La sclerosi multipla (o sclerosi a placche) è una malattia infiammatoria cronica autoimmune che colpisce il sistema nervoso centrale e le cui cause sono ancora oggetto di studio. Da molti anni si sospetta che nella sua genesi sia coinvolto un virus molto comune e diffuso, il virus di Epstein-Barr (EBV). Qualche mese fa, le prove a carico di questo agente infettivo – responsabile, tra l’altro, della mononucleosi, anche detta “malattia del bacio” – si sono fatte più stringenti. Il dato più recente stima infatti che i portatori del virus di Epstein-Barr abbiano un rischio oltre trenta volte maggiore di sviluppare sclerosi multipla rispetto a chi non lo ha mai incontrato.
Ciò non significa che l’infezione determini invariabilmente la malattia neurologica. Anzi, in valore assoluto, questo rischio resta molto basso e la maggior parte di chi si infetta non svilupperà mai la sclerosi multipla. Quel che si osserva è piuttosto il contrario: nei malati di sclerosi multipla si riscontra quasi sempre un’infezione da EBV [1]. Il 95% della popolazione adulta, infatti, nel corso della sua vita ha contratto, spesso in maniera asintomatica, il virus di Epstein-Barr che, come altri herpes virus più noti, resta latente nelle cellule e si riattiva solo in determinate condizioni.

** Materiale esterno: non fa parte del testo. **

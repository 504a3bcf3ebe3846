#![allow(clippy::unwrap_used, clippy::expect_used)]

//! Integration tests for the HTTP capability provider and registry health loop.

use conductor_capability::{CapabilityProvider, CapabilityRegistry, HttpCapabilityProvider};
use conductor_core::{ConductorError, EventBus, ProviderRecord, ProviderStatus};
use std::sync::Arc;
use std::time::Duration;
use wiremock::matchers::{body_json, method, path};
use wiremock::{Mock, MockServer, ResponseTemplate};

fn provider_for(server: &MockServer) -> HttpCapabilityProvider {
    let record = ProviderRecord::new("search", server.uri(), vec!["web_search".to_string()]);
    HttpCapabilityProvider::from_record(&record, Duration::from_secs(5)).unwrap()
}

#[tokio::test]
async fn http_provider_posts_params_to_capability_route() {
    let server = MockServer::start().await;
    Mock::given(method("POST"))
        .and(path("/invoke/web_search"))
        .and(body_json(serde_json::json!({"query": "tokio"})))
        .respond_with(
            ResponseTemplate::new(200).set_body_json(serde_json::json!({"hits": 3})),
        )
        .expect(1)
        .mount(&server)
        .await;

    let provider = provider_for(&server);
    let invocation = provider
        .invoke("web_search", serde_json::json!({"query": "tokio"}))
        .await
        .unwrap();
    assert_eq!(invocation.output["hits"], 3);
    assert!(invocation.response_time.is_none());
}

#[tokio::test]
async fn http_provider_surfaces_error_status() {
    let server = MockServer::start().await;
    Mock::given(method("POST"))
        .and(path("/invoke/web_search"))
        .respond_with(ResponseTemplate::new(503).set_body_string("overloaded"))
        .mount(&server)
        .await;

    let provider = provider_for(&server);
    let err = provider
        .invoke("web_search", serde_json::Value::Null)
        .await
        .unwrap_err();
    match err {
        ConductorError::Http(msg) => {
            assert!(msg.contains("503"));
            assert!(msg.contains("overloaded"));
        }
        other => panic!("unexpected error: {other}"),
    }
}

#[tokio::test]
async fn registry_probe_tracks_health_endpoint() {
    let server = MockServer::start().await;
    Mock::given(method("GET"))
        .and(path("/health"))
        .respond_with(ResponseTemplate::new(200))
        .mount(&server)
        .await;

    let registry = CapabilityRegistry::new(EventBus::default());
    registry.register(Arc::new(provider_for(&server))).await;
    assert_eq!(
        registry.get("search").await.unwrap().status,
        ProviderStatus::Unknown
    );

    let status = registry.probe("search").await.unwrap();
    assert_eq!(status, ProviderStatus::Healthy);
    let snap = registry.get("search").await.unwrap();
    assert!(snap.last_response_ms.is_some());
    assert!(snap.last_health_check.is_some());
}

#[tokio::test]
async fn registry_health_loop_marks_unreachable_provider() {
    // Nothing listens on port 1, so every probe fails.
    let provider = HttpCapabilityProvider::new(
        "dead",
        "http://127.0.0.1:1",
        vec!["web_search".to_string()],
        Duration::from_millis(500),
    )
    .unwrap();

    let registry = Arc::new(CapabilityRegistry::new(EventBus::default()));
    registry.register(Arc::new(provider)).await;
    let handle = registry.clone().start_health_loop(Duration::from_millis(50));

    let mut status = ProviderStatus::Unknown;
    for _ in 0..40 {
        tokio::time::sleep(Duration::from_millis(50)).await;
        status = registry.get("dead").await.unwrap().status;
        if status == ProviderStatus::Error {
            break;
        }
    }
    handle.abort();
    assert_eq!(status, ProviderStatus::Error);
}
use async_trait::async_trait;
use conductor_core::{Activity, Channel, ConductorResult, Execution};
use conductor_orchestrator::Orchestrator;

/// Most recent activities included in an `activities` snapshot.
pub const RECENT_ACTIVITY_LIMIT: usize = 50;
/// Most recent executions included in a `workflows` snapshot.
pub const RECENT_EXECUTION_LIMIT: usize = 20;

/// What the gateway needs from the orchestration core.
#[async_trait]
pub trait GatewayBackend: Send + Sync {
    /// Current state of everything a channel reports on.
    async fn snapshot(&self, channel: Channel) -> ConductorResult<serde_json::Value>;

    /// Start a workflow run; returns once the execution exists.
    async fn execute_workflow(&self, workflow_id: &str) -> ConductorResult<Execution>;
}

#[async_trait]
impl GatewayBackend for Orchestrator {
    async fn snapshot(&self, channel: Channel) -> ConductorResult<serde_json::Value> {
        let payload = match channel {
            Channel::Metrics => serde_json::to_value(self.agents().metrics())?,
            Channel::Agents => serde_json::to_value(self.agents().list())?,
            Channel::McpServers => serde_json::to_value(self.capabilities().status().await)?,
            Channel::Activities => {
                let mut activities = self.repository().load_all::<Activity>().await?;
                activities.sort_by(|a, b| b.timestamp.cmp(&a.timestamp));
                activities.truncate(RECENT_ACTIVITY_LIMIT);
                serde_json::to_value(activities)?
            }
            Channel::Workflows => {
                let mut executions = self.list_executions(None).await?;
                executions.truncate(RECENT_EXECUTION_LIMIT);
                serde_json::json!({
                    "workflows": self.list_workflows().await?,
                    "executions": executions,
                })
            }
        };
        Ok(payload)
    }

    async fn execute_workflow(&self, workflow_id: &str) -> ConductorResult<Execution> {
        self.run_now(workflow_id).await
    }
}
//! State-change events and the broadcast bus that carries them.
//!
//! Producers (execution engine, agent manager, capability registry) publish
//! [`Event`]s; the notification layer subscribes and relays them to observers.
//! Events only flow outward, producers never read from the bus.

use crate::agent::{Agent, MetricsSnapshot};
use crate::execution::{Activity, Execution};
use crate::provider::ProviderSnapshot;
use crate::workflow::Workflow;
use serde::{Deserialize, Serialize};
use tokio::sync::broadcast;

/// Named category of broadcast traffic an observer can subscribe to.
#[derive(Debug, Clone, Copy, PartialEq, Eq, Hash, PartialOrd, Ord, Serialize, Deserialize)]
#[serde(rename_all = "snake_case")]
pub enum Channel {
    /// Aggregate agent metrics.
    Metrics,
    /// Audit activity records.
    Activities,
    /// Workflow definitions and executions.
    Workflows,
    /// Capability provider health.
    McpServers,
    /// Individual agent state.
    Agents,
}

impl Channel {
    /// Every channel, in wire order.
    pub const ALL: [Channel; 5] = [
        Channel::Metrics,
        Channel::Activities,
        Channel::Workflows,
        Channel::McpServers,
        Channel::Agents,
    ];

    /// Wire name of the channel.
    pub fn as_str(self) -> &'static str {
        match self {
            Channel::Metrics => "metrics",
            Channel::Activities => "activities",
            Channel::Workflows => "workflows",
            Channel::McpServers => "mcp_servers",
            Channel::Agents => "agents",
        }
    }

    /// Outbound message type used for pushes on this channel.
    pub fn event_type(self) -> &'static str {
        match self {
            Channel::Metrics => "metrics_updated",
            Channel::Activities => "activity_updated",
            Channel::Workflows => "workflow_updated",
            Channel::McpServers => "mcp_servers_updated",
            Channel::Agents => "agent_updated",
        }
    }
}

impl std::fmt::Display for Channel {
    fn fmt(&self, f: &mut std::fmt::Formatter<'_>) -> std::fmt::Result {
        f.write_str(self.as_str())
    }
}

impl std::str::FromStr for Channel {
    type Err = String;

    fn from_str(s: &str) -> Result<Self, Self::Err> {
        Channel::ALL
            .into_iter()
            .find(|c| c.as_str() == s)
            .ok_or_else(|| format!("unknown channel '{s}'"))
    }
}

/// A state change raised by one of the core components.
#[derive(Debug, Clone)]
pub enum Event {
    /// An execution was created, progressed or terminated.
    ExecutionUpdated(Execution),
    /// A workflow definition was stored.
    WorkflowChanged(Workflow),
    /// An agent changed state or statistics.
    AgentUpdated(Agent),
    /// Aggregate metrics after an agent change.
    MetricsUpdated(MetricsSnapshot),
    /// A provider was registered or its health changed.
    ProviderUpdated(ProviderSnapshot),
    /// A provider was deregistered.
    ProviderRemoved { id: String },
    /// An activity record was written.
    ActivityRecorded(Activity),
}

impl Event {
    /// The single channel this event is delivered on.
    pub fn channel(&self) -> Channel {
        match self {
            Event::ExecutionUpdated(_) | Event::WorkflowChanged(_) => Channel::Workflows,
            Event::AgentUpdated(_) => Channel::Agents,
            Event::MetricsUpdated(_) => Channel::Metrics,
            Event::ProviderUpdated(_) | Event::ProviderRemoved { .. } => Channel::McpServers,
            Event::ActivityRecorded(_) => Channel::Activities,
        }
    }

    /// JSON payload sent to observers.
    pub fn payload(&self) -> serde_json::Value {
        let value = match self {
            Event::ExecutionUpdated(e) => serde_json::to_value(e),
            Event::WorkflowChanged(w) => serde_json::to_value(w),
            Event::AgentUpdated(a) => serde_json::to_value(a),
            Event::MetricsUpdated(m) => serde_json::to_value(m),
            Event::ProviderUpdated(p) => serde_json::to_value(p),
            Event::ProviderRemoved { id } => Ok(serde_json::json!({ "id": id, "removed": true })),
            Event::ActivityRecorded(a) => serde_json::to_value(a),
        };
        value.unwrap_or(serde_json::Value::Null)
    }
}

/// Fan-out bus for [`Event`]s backed by a `tokio::sync::broadcast` channel.
///
/// Slow subscribers lose the oldest events once `capacity` is exceeded.
#[derive(Debug, Clone)]
pub struct EventBus {
    tx: broadcast::Sender<Event>,
}

impl EventBus {
    /// Create a bus buffering up to `capacity` events per subscriber.
    pub fn new(capacity: usize) -> Self {
        let (tx, _) = broadcast::channel(capacity.max(1));
        Self { tx }
    }

    /// Publish an event. Having no subscribers is not an error.
    pub fn publish(&self, event: Event) {
        let channel = event.channel();
        if self.tx.send(event).is_err() {
            tracing::trace!(channel = %channel, "No event subscribers");
        }
    }

    /// Receive every event published from now on.
    pub fn subscribe(&self) -> broadcast::Receiver<Event> {
        self.tx.subscribe()
    }

    /// Number of live subscribers.
    pub fn subscriber_count(&self) -> usize {
        self.tx.receiver_count()
    }
}

impl Default for EventBus {
    fn default() -> Self {
        Self::new(1024)
    }
}
use async_trait::async_trait;
use conductor_core::{Agent, ConductorError, ConductorResult};
use std::time::Duration;
use tracing::debug;

/// The opaque work behind an agent.
///
/// The manager owns state and statistics; a handler only performs the work.
#[async_trait]
pub trait AgentHandler: Send + Sync {
    /// Run the agent's work on `input`.
    async fn execute(
        &self,
        agent: &Agent,
        input: serde_json::Value,
    ) -> ConductorResult<serde_json::Value>;

    /// Deployment side effect. Agents without one deploy instantly.
    async fn deploy(&self, _agent: &Agent) -> ConductorResult<()> {
        Ok(())
    }
}

/// Agent reached over HTTP.
///
/// - `POST {endpoint}/execute` with `{"agent_id", "input"}`
/// - `POST {endpoint}/deploy` with `{"agent_id"}`
pub struct HttpAgentHandler {
    endpoint: String,
    client: reqwest::Client,
}

impl HttpAgentHandler {
    /// `timeout` bounds each HTTP call; `None` leaves it unbounded.
    pub fn new(endpoint: impl Into<String>, timeout: Option<Duration>) -> ConductorResult<Self> {
        let mut builder = reqwest::Client::builder();
        if let Some(timeout) = timeout {
            builder = builder.timeout(timeout);
        }
        let client = builder
            .build()
            .map_err(|e| ConductorError::Http(format!("Failed to create HTTP client: {e}")))?;
        Ok(Self {
            endpoint: endpoint.into().trim_end_matches('/').to_string(),
            client,
        })
    }

    async fn post(
        &self,
        route: &str,
        body: serde_json::Value,
    ) -> ConductorResult<serde_json::Value> {
        let url = format!("{}/{}", self.endpoint, route);
        debug!(url = %url, "Calling agent endpoint");
        let response = self
            .client
            .post(&url)
            .json(&body)
            .send()
            .await
            .map_err(|e| ConductorError::Http(format!("{url}: {e}")))?;

        let status = response.status();
        if !status.is_success() {
            let text = response.text().await.unwrap_or_default();
            return Err(ConductorError::Http(format!("{url} returned {status}: {text}")));
        }
        if status == reqwest::StatusCode::NO_CONTENT {
            return Ok(serde_json::Value::Null);
        }
        response
            .json()
            .await
            .map_err(|e| ConductorError::Http(format!("{url}: invalid JSON body: {e}")))
    }
}

#[async_trait]
impl AgentHandler for HttpAgentHandler {
    async fn execute(
        &self,
        agent: &Agent,
        input: serde_json::Value,
    ) -> ConductorResult<serde_json::Value> {
        self.post(
            "execute",
            serde_json::json!({ "agent_id": agent.id, "input": input }),
        )
        .await
    }

    async fn deploy(&self, agent: &Agent) -> ConductorResult<()> {
        self.post("deploy", serde_json::json!({ "agent_id": agent.id }))
            .await
            .map(|_| ())
    }
}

Se il virus della mononucleosi fosse l’unica causa della sclerosi multipla, questa colpirebbe quasi tutta la popolazione. Invece, in Italia, un Paese dove la prevalenza della sclerosi multipla è mediamente alta rispetto ad altre zone, ne soffre approssimativamente una persona su mille. Ecco perché non si parla di una sola causa per questa malattia, che con ogni probabilità trae origine dalla combinazione tra una particolare predisposizione genetica e uno o più fattori ambientali a cui l’individuo può essere esposto nel corso della sua vita. Il virus di Epstein-Barr è probabilmente uno dei più importanti, ma da solo non basta, così come non basta un certo assetto genetico.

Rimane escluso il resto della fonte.